• _DIRECTIONS_
From the data below, repeat exactly the lines from the line with "let b = Link::new(path).signed(&[k2.clone()]).unwrap();" to the line with "assert_eq!(links.len(), 1);", both included.

• _EXERCISE DATA_
⁂

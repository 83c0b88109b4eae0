//! Topic subscriptions feeding remote heads into the engine.

use std::sync::Arc;

use bytes::Bytes;
use tokio::sync::broadcast;
use tokio_stream::{
    StreamExt,
    wrappers::{BroadcastStream, errors::BroadcastStreamRecvError},
};
use tracing::{Instrument, debug, error_span, trace, warn};

use super::{Event, actor::Command};
use crate::{codec, keys::KeyStore, metrics::Metrics, peer::Topic, util::Closer};

/// Everything a subscription task needs.
#[derive(Debug, Clone)]
pub(super) struct Subscriber {
    pub(super) keys: KeyStore,
    pub(super) public_server: bool,
    pub(super) events: broadcast::Sender<Event>,
    pub(super) metrics: Arc<Metrics>,
}

impl Subscriber {
    /// Spawn the loop for one topic on `closer`.
    ///
    /// The loop holds only a weak sender, so it ends once the engine handles
    /// are gone, as well as when the closer is closed.
    pub(super) fn spawn(
        self,
        closer: &Closer,
        topic: Topic,
        records: broadcast::Receiver<Bytes>,
        commands: flume::WeakSender<Command>,
    ) {
        let span = error_span!("subscribe", %topic);
        closer.spawn(self.run(records, commands).instrument(span));
    }

    async fn run(self, records: broadcast::Receiver<Bytes>, commands: flume::WeakSender<Command>) {
        let mut records = BroadcastStream::new(records);
        while let Some(record) = records.next().await {
            let record = match record {
                Ok(record) => record,
                Err(BroadcastStreamRecvError::Lagged(n)) => {
                    warn!("subscription lagged, {n} records missed");
                    continue;
                }
            };
            let link = match codec::decode_link(&record) {
                Ok(link) => link,
                Err(err) => {
                    self.metrics.records_malformed.inc();
                    debug!("dropping malformed record: {err}");
                    self.events
                        .send(Event::Dropped {
                            link: None,
                            reason: err.to_string(),
                        })
                        .ok();
                    continue;
                }
            };
            if !self.public_server && !link.is_verified_by_any(&self.keys.public_keys()) {
                self.metrics.links_dropped.inc();
                debug!(path = %link.path().fmt_short(), "dropping unverified link");
                self.events
                    .send(Event::Dropped {
                        link: Some(link),
                        reason: "not signed by a trusted key".to_string(),
                    })
                    .ok();
                continue;
            }
            let Some(commands) = commands.upgrade() else {
                break;
            };
            trace!(path = %link.path().fmt_short(), "replicating");
            let command = Command::Replicate {
                links: vec![link],
                reply: None,
            };
            if commands.send_async(command).await.is_err() {
                break;
            }
        }
        debug!("subscription closed");
    }
}
fn decode_query(message: pb::QueryMessage) -> Result<Query, DecodeError> {
    let public_keys = message
        .public_keys
        .iter()
        .map(|text| text.parse::<PublicKey>())
        .collect::<Result<Vec<_>, _>>()
        .map_err(|err| DecodeError::invalid("public key", err))?;
    match message.op_code {
        pb::QUERY_SELECT => {
            let select = message.select.unwrap_or_default();
            let filter = select.filter.map(decode_where).transpose()?.unwrap_or(Where::All);
            let mut query = SelectQuery::new(message.table)
                .filter(filter)
                .public_keys(public_keys);
            if select.limit > 0 {
                query = query.limit(select.limit);
            }
            Ok(query.into())
        }
        pb::QUERY_JOIN => {
            let mut query = JoinQuery::new(message.table).public_keys(public_keys);
            for row in message.join.unwrap_or_default().rows {
                let row = row
                    .entries
                    .into_iter()
                    .fold(RowJoin::new(row.row), |acc, (name, text)| acc.entry(name, text));
                query = query.row(row);
            }
            Ok(query.into())
        }
        other => Err(DecodeError::invalid("query op code", other)),
    }
}

fn decode_where(message: pb::QueryWhereMessage) -> Result<Where, DecodeError> {
    let clauses = |clauses: Vec<pb::QueryWhereMessage>| {
        clauses
            .into_iter()
            .map(decode_where)
            .collect::<Result<Vec<_>, _>>()
    };
    match message.op_code {
        pb::WHERE_ALL => Ok(Where::All),
        pb::WHERE_AND => Ok(Where::And(clauses(message.clauses)?)),
        pb::WHERE_OR => Ok(Where::Or(clauses(message.clauses)?)),
        pb::WHERE_PREDICATE => {
            let predicate = message
                .predicate
                .ok_or_else(|| DecodeError::invalid("where", "predicate missing"))?;
            let op = u8::try_from(predicate.op_code)
                .ok()
                .and_then(PredicateOp::from_repr)
                .ok_or_else(|| DecodeError::invalid("predicate op code", predicate.op_code))?;
            Ok(Where::Predicate(Predicate {
                op,
                keys: predicate.keys.into_iter().map(Into::into).collect(),
                literals: predicate.literals,
                include_row_key: predicate.include_row_key,
            }))
        }
        other => Err(DecodeError::invalid("where op code", other)),
    }
}
use std::collections::{BTreeMap, BTreeSet};

use serde::{Deserialize, Serialize};

use super::{
    JoinError, Lattice, TableName,
    namespace::Namespace,
    stream::{self, IndexStreamEntry},
};
use crate::{
    keys::{KeyError, PrivateKey, PublicKey, Signature, order_signatures},
    peer::Address,
};

/// A signed reference to content in the CAS.
///
/// Links are identified by their path. Signatures are made over the bytes of
/// the path.
#[derive(Debug, Clone, PartialEq, Eq, PartialOrd, Ord, Hash, Serialize, Deserialize)]
pub struct Link {
    path: Address,
    signatures: Vec<Signature>,
}

impl Link {
    pub fn new(path: Address) -> Self {
        Self {
            path,
            signatures: Vec::new(),
        }
    }

    pub fn with_signatures(mut self, signatures: impl IntoIterator<Item = Signature>) -> Self {
        self.signatures.extend(signatures);
        self.signatures = order_signatures(std::mem::take(&mut self.signatures));
        self
    }

    /// Add a signature by each of `keys`.
    pub fn signed(self, keys: &[PrivateKey]) -> Result<Self, KeyError> {
        let signatures = keys
            .iter()
            .map(|key| key.sign(self.path.as_str().as_bytes()))
            .collect::<Result<Vec<_>, _>>()?;
        Ok(self.with_signatures(signatures))
    }

    pub fn path(&self) -> &Address {
        &self.path
    }

    pub fn signatures(&self) -> &[Signature] {
        &self.signatures
    }

    pub fn join(&self, other: &Link) -> Result<Link, JoinError> {
        if self.path != other.path {
            return Err(JoinError::PathMismatch(
                self.path.clone(),
                other.path.clone(),
            ));
        }
        Ok(self.clone().with_signatures(other.signatures.iter().copied()))
    }

    /// True iff any signature verifies under any of `keys`.
    pub fn is_verified_by_any(&self, keys: &[PublicKey]) -> bool {
        let msg = self.path.as_str().as_bytes();
        self.signatures
            .iter()
            .any(|sig| keys.iter().any(|key| key.verify(msg, sig)))
    }

    /// Sort by path and merge links that share a path.
    pub(crate) fn coalesce(mut links: Vec<Link>) -> Vec<Link> {
        links.sort_by(|a, b| a.path.cmp(&b.path));
        let mut out: Vec<Link> = Vec::with_capacity(links.len());
        for link in links {
            match out.last_mut() {
                Some(last) if last.path == link.path => {
                    last.signatures.extend(link.signatures);
                    last.signatures = order_signatures(std::mem::take(&mut last.signatures));
                }
                _ => out.push(Link {
                    signatures: order_signatures(link.signatures),
                    path: link.path,
                }),
            }
        }
        out
    }
}

/// A mapping from table name to the links of the namespace fragments that
/// contain the table.
#[derive(Debug, Clone, Default, PartialEq, Eq)]
pub struct Index {
    tables: BTreeMap<TableName, Vec<Link>>,
}

impl Index {
    /// Call `f` for every link recorded under `table`, in path order.
    pub fn for_table(&self, table: &str, mut f: impl FnMut(&Link)) {
        for link in self.links(table) {
            f(link)
        }
    }

    pub fn links(&self, table: &str) -> &[Link] {
        self.tables.get(table).map(Vec::as_slice).unwrap_or_default()
    }

    pub fn tables(&self) -> impl Iterator<Item = (&TableName, &[Link])> {
        self.tables
            .iter()
            .map(|(name, links)| (name, links.as_slice()))
    }

    /// Every distinct fragment address, across all tables.
    pub fn addresses(&self) -> BTreeSet<&Address> {
        self.tables
            .values()
            .flat_map(|links| links.iter().map(Link::path))
            .collect()
    }

    /// Record `link` under `table`.
    pub fn join_link(&mut self, table: TableName, link: &Link) {
        let links = self.tables.entry(table).or_default();
        match links.binary_search_by(|l| l.path.cmp(&link.path)) {
            Ok(i) => {
                let joined = links[i].clone().with_signatures(link.signatures.iter().copied());
                links[i] = joined;
            }
            Err(i) => links.insert(i, link.clone()),
        }
    }

    /// Record `link` under every table `namespace` holds points for.
    pub fn join_namespace(&self, link: &Link, namespace: &Namespace) -> Index {
        let mut out = self.clone();
        for table in namespace.table_names() {
            out.join_link(table.clone(), link);
        }
        out
    }

    pub fn to_stream(&self) -> Vec<IndexStreamEntry> {
        self.tables
            .iter()
            .filter(|(_, links)| !links.is_empty())
            .map(|(table, links)| IndexStreamEntry {
                table: table.clone(),
                links: links.clone(),
            })
            .collect()
    }

    pub fn from_stream(entries: impl IntoIterator<Item = IndexStreamEntry>) -> Index {
        let tables = stream::normalize_index_stream(entries.into_iter().collect())
            .into_iter()
            .map(|entry| (entry.table, entry.links))
            .collect();
        Index { tables }
    }
}

impl Lattice for Index {
    fn join(&self, other: &Self) -> Self {
        let mut out = self.clone();
        for (table, links) in &other.tables {
            for link in links {
                out.join_link(table.clone(), link);
            }
        }
        out
    }

    fn is_empty(&self) -> bool {
        self.tables.values().all(Vec::is_empty)
    }
}

#[cfg(test)]
mod tests {
    use super::*;
    use crate::crdt::{Entry, Point, Row, Table};

    fn namespace(tables: &[&str]) -> Namespace {
        let table = Table::default().with_row(
            "r",
            Row::default().with_entry("e", Entry::single(Point::unsigned("v"))),
        );
        let mut ns = Namespace::default();
        for name in tables {
            ns.join_table_mut(TableName::new(*name), &table);
        }
        ns.join_table_mut("empty".into(), &Table::default());
        ns
    }

    #[test]
    fn join_namespace_adds_link_per_table() {
        let link = Link::new(Address::new("ns1"));
        let index = Index::default().join_namespace(&link, &namespace(&["users", "posts"]));
        assert_eq!(index.links("users"), &[link.clone()]);
        assert_eq!(index.links("posts"), &[link.clone()]);
        assert!(index.links("empty").is_empty());
        assert!(index.links("missing").is_empty());

        let other = Link::new(Address::new("ns0"));
        let index = index.join_namespace(&other, &namespace(&["users"]));
        let mut seen = Vec::new();
        index.for_table("users", |l| seen.push(l.path().to_string()));
        assert_eq!(seen, vec!["ns0", "ns1"]);
        assert_eq!(index.addresses().len(), 2);
    }

    #[test]
    fn links_join_signatures() {
        let k1 = PrivateKey::generate();
        let k2 = PrivateKey::generate();
        let path = Address::new("idx");
        let a = Link::new(path.clone()).signed(&[k1.clone()]).unwrap();
        let b = Link::new(path).signed(&[k2.clone()]).unwrap();
        let mut index = Index::default();
        index.join_link("t".into(), &a);
        index.join_link("t".into(), &b);
        let links = index.links("t");
        assert_eq!(links.len(), 1);
        assert!(links[0].is_verified_by_any(&[k1.public_key()]));
        assert!(links[0].is_verified_by_any(&[k2.public_key()]));

        let c = Link::new(Address::new("other"));
        assert!(matches!(a.join(&c), Err(JoinError::PathMismatch(..))));
    }

    #[test]
    fn link_verification() {
        let key = PrivateKey::generate();
        let link = Link::new(Address::new("idx")).signed(&[key.clone()]).unwrap();
        assert!(link.is_verified_by_any(&[key.public_key()]));
        assert!(!link.is_verified_by_any(&[PrivateKey::generate().public_key()]));
        assert!(!Link::new(Address::new("idx")).is_verified_by_any(&[key.public_key()]));
    }
}
#[cfg(test)]
mod tests {
    use testresult::TestResult;
    use tracing_test::traced_test;

    use super::*;
    use crate::{
        cache::{HeadCache, MemoryCache},
        crdt::Lattice,
        keys::PrivateKey,
        memory_image::{MemoryImage, MemoryImageLog},
        peer::MemPeer,
        query::{JoinQuery, RowJoin, SelectQuery, Where},
    };

    /// Options that never persist on their own.
    fn quiet_opts() -> EngineOptions {
        EngineOptions {
            pulse: Duration::from_secs(3600),
            replicate_interval: Duration::from_secs(3600),
            topics: vec![Topic::new("t")],
            ..Default::default()
        }
    }

    fn signing_keys() -> TestResult<KeyStore> {
        let keys = KeyStore::new();
        keys.put_private_key(PrivateKey::generate())?;
        Ok(keys)
    }

    async fn spawn_engine(peer: &MemPeer, keys: KeyStore) -> Result<Engine> {
        Engine::spawn(
            quiet_opts(),
            peer.clone(),
            Arc::new(MemoryCache::default()),
            Arc::new(MemoryImageLog::new()),
            keys,
        )
        .await
    }

    fn write_alice() -> Query {
        JoinQuery::new("users")
            .row(RowJoin::new("alice").entry("age", "30"))
            .into()
    }

    fn point_texts(response: &Response, row: &str, entry: &str) -> Vec<String> {
        response
            .namespace
            .as_ref()
            .and_then(|ns| ns.table("users"))
            .and_then(|table| table.get(row))
            .and_then(|row| row.get(entry))
            .map(|entry| entry.points().iter().map(|p| p.text().to_string()).collect())
            .unwrap_or_default()
    }

    #[tokio::test]
    #[traced_test]
    async fn select_sees_unpersisted_writes() -> TestResult {
        let engine = spawn_engine(&MemPeer::new(), signing_keys()?).await?;
        let res = engine.run_query(write_alice()).await?;
        assert!(res.is_ok(), "{res:?}");

        let res = engine
            .run_query(SelectQuery::new("users").filter(Where::row_key_eq("alice")).into())
            .await?;
        assert!(res.is_ok(), "{res:?}");
        assert_eq!(point_texts(&res, "alice", "age"), vec!["30".to_string()]);

        let status = engine.status().await?;
        assert_eq!(status.state, EngineState::Working);
        assert!(status.dirty);
        engine.shutdown().await?;
        Ok(())
    }

    #[tokio::test]
    #[traced_test]
    async fn invalid_query_is_an_error_response() -> TestResult {
        let engine = spawn_engine(&MemPeer::new(), signing_keys()?).await?;
        let res = engine.run_query(JoinQuery::new("users").into()).await?;
        assert!(!res.is_ok());
        assert!(!engine.status().await?.dirty);
        engine.shutdown().await?;
        Ok(())
    }

    #[tokio::test]
    #[traced_test]
    async fn join_with_unknown_key_is_rejected() -> TestResult {
        let engine = spawn_engine(&MemPeer::new(), signing_keys()?).await?;
        let stranger = PrivateKey::generate().public_key();
        let query = JoinQuery::new("users")
            .row(RowJoin::new("alice").entry("age", "30"))
            .public_keys([stranger]);
        let res = engine.run_query(query.into()).await?;
        assert!(res.err.as_deref().is_some_and(|e| e.contains("no private key")));
        assert!(!engine.status().await?.dirty);
        engine.shutdown().await?;
        Ok(())
    }

    #[tokio::test]
    #[traced_test]
    async fn persist_publishes_signed_head() -> TestResult {
        let peer = MemPeer::new();
        let keys = signing_keys()?;
        let mut records = peer.subscribe(&Topic::new("t")).await?;
        let engine = spawn_engine(&peer, keys.clone()).await?;
        assert_eq!(engine.persist_now().await?, PersistOutcome::Clean);

        engine.run_query(write_alice()).await?;
        let PersistOutcome::Published(head) = engine.persist_now().await? else {
            panic!("expected a new head");
        };
        assert!(head.is_verified_by_any(&keys.public_keys()));
        assert!(peer.contains(head.path()));

        let record = records.recv().await?;
        assert_eq!(crate::codec::decode_link(&record)?, head);

        let status = engine.status().await?;
        assert_eq!(status.state, EngineState::Idle);
        assert_eq!(status.head.as_ref(), Some(&head));
        assert!(!status.dirty);

        let res = engine.run_reflection(ReflectionKind::HeadPath).await?;
        assert_eq!(res.path, head.path().to_string());
        let res = engine.run_reflection(ReflectionKind::Index).await?;
        assert_eq!(res.index.map(|i| i.links("users").len()), Some(1));

        // persisted rows are read back from the fragment
        let res = engine.run_query(SelectQuery::new("users").into()).await?;
        assert_eq!(point_texts(&res, "alice", "age"), vec!["30".to_string()]);
        engine.shutdown().await?;
        Ok(())
    }

    #[tokio::test]
    #[traced_test]
    async fn failed_persist_stays_dirty() -> TestResult {
        let peer = MemPeer::new();
        let engine = spawn_engine(&peer, signing_keys()?).await?;
        let mut events = engine.subscribe_events();
        engine.run_query(write_alice()).await?;

        peer.set_fail_add(true);
        assert!(matches!(
            engine.persist_now().await?,
            PersistOutcome::Failed(_)
        ));
        assert!(matches!(events.recv().await?, Event::PersistFailed { .. }));
        let status = engine.status().await?;
        assert!(status.dirty);
        assert_eq!(status.head, None);

        // the write survives the failed cycle
        let res = engine.run_query(SelectQuery::new("users").into()).await?;
        assert_eq!(point_texts(&res, "alice", "age"), vec!["30".to_string()]);

        peer.set_fail_add(false);
        assert!(matches!(
            engine.persist_now().await?,
            PersistOutcome::Published(_)
        ));
        assert_eq!(engine.metrics().persist_failures.get(), 1);
        engine.shutdown().await?;
        Ok(())
    }

    #[tokio::test]
    #[traced_test]
    async fn select_limit_truncates_entries() -> TestResult {
        let engine = spawn_engine(&MemPeer::new(), signing_keys()?).await?;
        let query = JoinQuery::new("users")
            .row(RowJoin::new("alice").entry("age", "30").entry("city", "berlin"))
            .row(RowJoin::new("bob").entry("age", "40"));
        engine.run_query(query.into()).await?;

        let res = engine
            .run_query(SelectQuery::new("users").limit(2).into())
            .await?;
        assert_eq!(res.namespace.map(|ns| ns.to_stream().len()), Some(2));
        let res = engine
            .run_query(SelectQuery::new("users").limit(0).into())
            .await?;
        assert_eq!(res.namespace.map(|ns| ns.to_stream().len()), Some(3));
        engine.shutdown().await?;
        Ok(())
    }

    #[tokio::test]
    #[traced_test]
    async fn replicate_drops_untrusted_links() -> TestResult {
        let peer = MemPeer::new();
        let engine = spawn_engine(&peer, signing_keys()?).await?;
        let mut events = engine.subscribe_events();

        let stranger = PrivateKey::generate();
        let link = Link::new(Address::new("somewhere")).signed(&[stranger])?;
        let res = engine.replicate(vec![link.clone()]).await?;
        assert!(!res.is_ok());
        assert_eq!(
            events.recv().await?,
            Event::Dropped {
                link: Some(link),
                reason: "not signed by a trusted key".to_string(),
            }
        );
        assert_eq!(engine.metrics().links_dropped.get(), 1);
        engine.shutdown().await?;
        Ok(())
    }

    #[tokio::test]
    #[traced_test]
    async fn recovers_from_cached_head() -> TestResult {
        let peer = MemPeer::new();
        let keys = signing_keys()?;
        let cache = Arc::new(MemoryCache::default());
        let image = Arc::new(MemoryImageLog::new());
        let engine = Engine::spawn(
            quiet_opts(),
            peer.clone(),
            cache.clone(),
            image.clone(),
            keys.clone(),
        )
        .await?;
        engine.run_query(write_alice()).await?;
        let PersistOutcome::Published(head) = engine.persist_now().await? else {
            panic!("expected a new head");
        };
        engine.shutdown().await?;
        assert_eq!(cache.head()?, Some(head.clone()));

        let engine = Engine::spawn(quiet_opts(), peer, cache, image, keys).await?;
        let status = engine.status().await?;
        assert_eq!(status.head, Some(head));
        assert!(!status.dirty);
        let res = engine.run_query(SelectQuery::new("users").into()).await?;
        assert_eq!(point_texts(&res, "alice", "age"), vec!["30".to_string()]);
        engine.shutdown().await?;
        Ok(())
    }

    #[tokio::test]
    #[traced_test]
    async fn fail_early_on_missing_index() -> TestResult {
        let opts = EngineOptions {
            index_hash: Some(Address::new("missing")),
            fail_early: true,
            ..quiet_opts()
        };
        let res = Engine::spawn(
            opts.clone(),
            MemPeer::new(),
            Arc::new(MemoryCache::default()),
            Arc::new(MemoryImageLog::new()),
            KeyStore::new(),
        )
        .await;
        assert!(res.is_err());

        let opts = EngineOptions {
            fail_early: false,
            ..opts
        };
        let engine = Engine::spawn(
            opts,
            MemPeer::new(),
            Arc::new(MemoryCache::default()),
            Arc::new(MemoryImageLog::new()),
            KeyStore::new(),
        )
        .await?;
        engine.shutdown().await?;
        Ok(())
    }

    #[tokio::test]
    #[traced_test]
    async fn head_index_grows_monotonically() -> TestResult {
        let engine = spawn_engine(&MemPeer::new(), signing_keys()?).await?;
        engine.run_query(write_alice()).await?;
        engine.persist_now().await?;
        let first = engine
            .run_reflection(ReflectionKind::Index)
            .await?
            .index
            .ok_or("no index")?;

        let write_bob = JoinQuery::new("users").row(RowJoin::new("bob").entry("age", "40"));
        engine.run_query(write_bob.into()).await?;
        engine.persist_now().await?;
        let second = engine
            .run_reflection(ReflectionKind::Index)
            .await?
            .index
            .ok_or("no index")?;

        assert_ne!(first, second);
        assert_eq!(second.join(&first), second);
        assert_eq!(second.links("users").len(), 2);
        engine.shutdown().await?;
        Ok(())
    }

    #[tokio::test]
    #[traced_test]
    async fn republished_head_is_logged_once() -> TestResult {
        let peer = MemPeer::new();
        let key_a = PrivateKey::generate();
        let keys_a = KeyStore::new();
        keys_a.put_private_key(key_a.clone())?;
        let opts_a = EngineOptions {
            topics: vec![Topic::new("elsewhere")],
            ..quiet_opts()
        };
        let a = Engine::spawn(
            opts_a,
            peer.clone(),
            Arc::new(MemoryCache::default()),
            Arc::new(MemoryImageLog::new()),
            keys_a,
        )
        .await?;
        a.run_query(write_alice()).await?;
        let PersistOutcome::Published(head) = a.persist_now().await? else {
            panic!("expected a new head");
        };

        let keys_b = KeyStore::new();
        keys_b.put_public_key(key_a.public_key())?;
        let image = Arc::new(MemoryImageLog::new());
        let b = Engine::spawn(
            quiet_opts(),
            peer,
            Arc::new(MemoryCache::default()),
            image.clone(),
            keys_b,
        )
        .await?;
        for _ in 0..3 {
            let res = b.replicate(vec![head.clone()]).await?;
            assert!(res.is_ok(), "{res:?}");
        }
        assert_eq!(image.indices()?, vec![head]);
        assert_eq!(b.metrics().replications.get(), 3);

        a.shutdown().await?;
        b.shutdown().await?;
        Ok(())
    }
}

⁂

• _ANSWER TO THIS TASK_
        let b = Link::new(path).signed(&[k2.clone()]).unwrap();
        let mut index = Index::default();
        index.join_link("t".into(), &a);
        index.join_link("t".into(), &b);
        let links = index.links("t");
        assert_eq!(links.len(), 1);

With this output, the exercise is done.